Apesar da oposição de diversas categorias do funcionalismo público federal, das inúmeras tentativas de negociação por parte das entidades sindicais e das divergências de parlamentares, a Comissão de Trabalho, de Administração e Serviço Público concluiu nesta quarta-feira (31/08) a votação do Projeto de Lei 1992/07 que institui o regime de previdência complementar dos servidores públicos federais.
A proposta havia sido aprovada no último dia 24 de agosto, mas faltava votar doze destaques que pretendiam alterar o texto. Todos, inclusive os que criavam fundos para categorias de servidores separadamente, foram rejeitados.
O deputado Policarpo (PT-DF) criticou a aprovação do projeto que cria a previdência complementar dos servidores públicos (PL 1992/07) na Comissão de Trabalho, de Administração e Serviço Público. "O conjunto de servidores é uma composição muito heterogênea. E tratar de uma previdência complementar com um grupo muito heterogêneo pode haver distorções na hora de obter os resultados”, disse Policarpo. “Eu entendo que esse é um caminho que o governo escolheu, mas eu entendo que é possível um outro caminho porque a previdência não está nesse colapso."

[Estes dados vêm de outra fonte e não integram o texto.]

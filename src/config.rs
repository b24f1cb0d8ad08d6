use std::env;

#[derive(Clone, Debug)]
pub struct Config {
    pub database_url: String,
    pub bind_addr: String,
    pub session_ttl_hours: i64,
    pub db_max_connections: u32,
    pub bootstrap_admin: Option<BootstrapAdmin>,
}

/// First administrator, created at startup when no user with that name exists.
#[derive(Clone)]
pub struct BootstrapAdmin {
    pub username: String,
    pub password: String,
}

impl std::fmt::Debug for BootstrapAdmin {
    fn fmt(&self, f: &mut std::fmt::Formatter<'_>) -> std::fmt::Result {
        f.debug_struct("BootstrapAdmin")
            .field("username", &self.username)
            .field("password", &"***")
            .finish()
    }
}

fn parsed_or<T: std::str::FromStr>(key: &str, default: T) -> T {
    env::var(key)
        .ok()
        .and_then(|s| s.trim().parse::<T>().ok())
        .unwrap_or(default)
}

impl Config {
    pub fn from_env() -> anyhow::Result<Self> {
        let database_url = env::var("DATABASE_URL")
            .map_err(|_| anyhow::anyhow!("DATABASE_URL must be set"))?;
        let bind_addr = env::var("BIND_ADDR").unwrap_or_else(|_| "127.0.0.1:8080".to_string());
        let session_ttl_hours = parsed_or("SESSION_TTL_HOURS", 24i64);
        let db_max_connections = parsed_or("DB_MAX_CONNECTIONS", 10u32);

        let bootstrap_admin = match (
            env::var("BOOTSTRAP_ADMIN_USERNAME").ok(),
            env::var("BOOTSTRAP_ADMIN_PASSWORD").ok(),
        ) {
            (Some(username), Some(password)) if !username.trim().is_empty() => Some(BootstrapAdmin {
                username: username.trim().to_string(),
                password,
            }),
            _ => None,
        };

        Ok(Self {
            database_url,
            bind_addr,
            session_ttl_hours,
            db_max_connections,
            bootstrap_admin,
        })
    }
}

O presidente da comissão, deputado Silvio Costa (PTB-PE), que também é o relator do projeto, discorda. "Hoje nós começamos, aqui na Comissão de Trabalho, a reforma da previdência do País, que, na minha opinião, é a reforma mais importante para o Brasil. Não podem 950 mil servidores públicos consumirem, em 2011, R$ 57 bilhões de recursos públicos.”
Segundo o Policarpo, apesar de a proposta estar na Câmara desde 2007, o texto foi pouco discutido na Legislatura que se iniciou neste ano. Mas Silvio Costa rebate a crítica. “Esse projeto demorou dois meses para ser votado aqui. Foram três sessões de cinco horas de debate. Como podem argumentar que não houve debate?"
Mudanças futuras
Segundo o vice-líder do governo Alex Canziani (PTB-PR), o Executivo deve propor mudanças ao texto nas próximas comissões. Apesar de reconhecer a necessidade de a proposta ser aperfeiçoada, o governo preferiu recomendar a aprovação na Comissão de Trabalho.
"Se não passarmos, pelo menos, pela primeira comissão, esse projeto vai tramitar ainda com mais dificuldade. Então, é importante que ele tramite nas comissões e pontos de vista de outros deputados possam ser colocados", explicou Canziani.
Mesmo com a sinalização de mudanças, algumas categorias de servidores públicos defendem a rejeição total do projeto. "Esse projeto não tem como ser emendado. O sistema é viável, há um equilíbrio do regime próprio dos servidores”, disse Luiz Carlos Alves, do Comando Nacional de Mobilização do Sindifisco - o Sindicato dos Auditores Fiscais da Receita Federal.
Alves explica que, depois de 2003, os servidores passaram a se aposentar com 60 anos de idade e 35 de contribuição, se homem, e 55 anos de idade e 30 de contribuição, se mulher. “Mesmo que completa o tempo de contribuição, o servidor continua contribuindo, porque foi instituída a contribuição solidária, que incide sobre aposentadorias e pensões", reclamou.
O projeto tramita em caráter conclusivo e ainda será analisado pelas comissões de Seguridade Social e Família; de Finanças e Tributação; e de Constituição e Justiça e de Cidadania.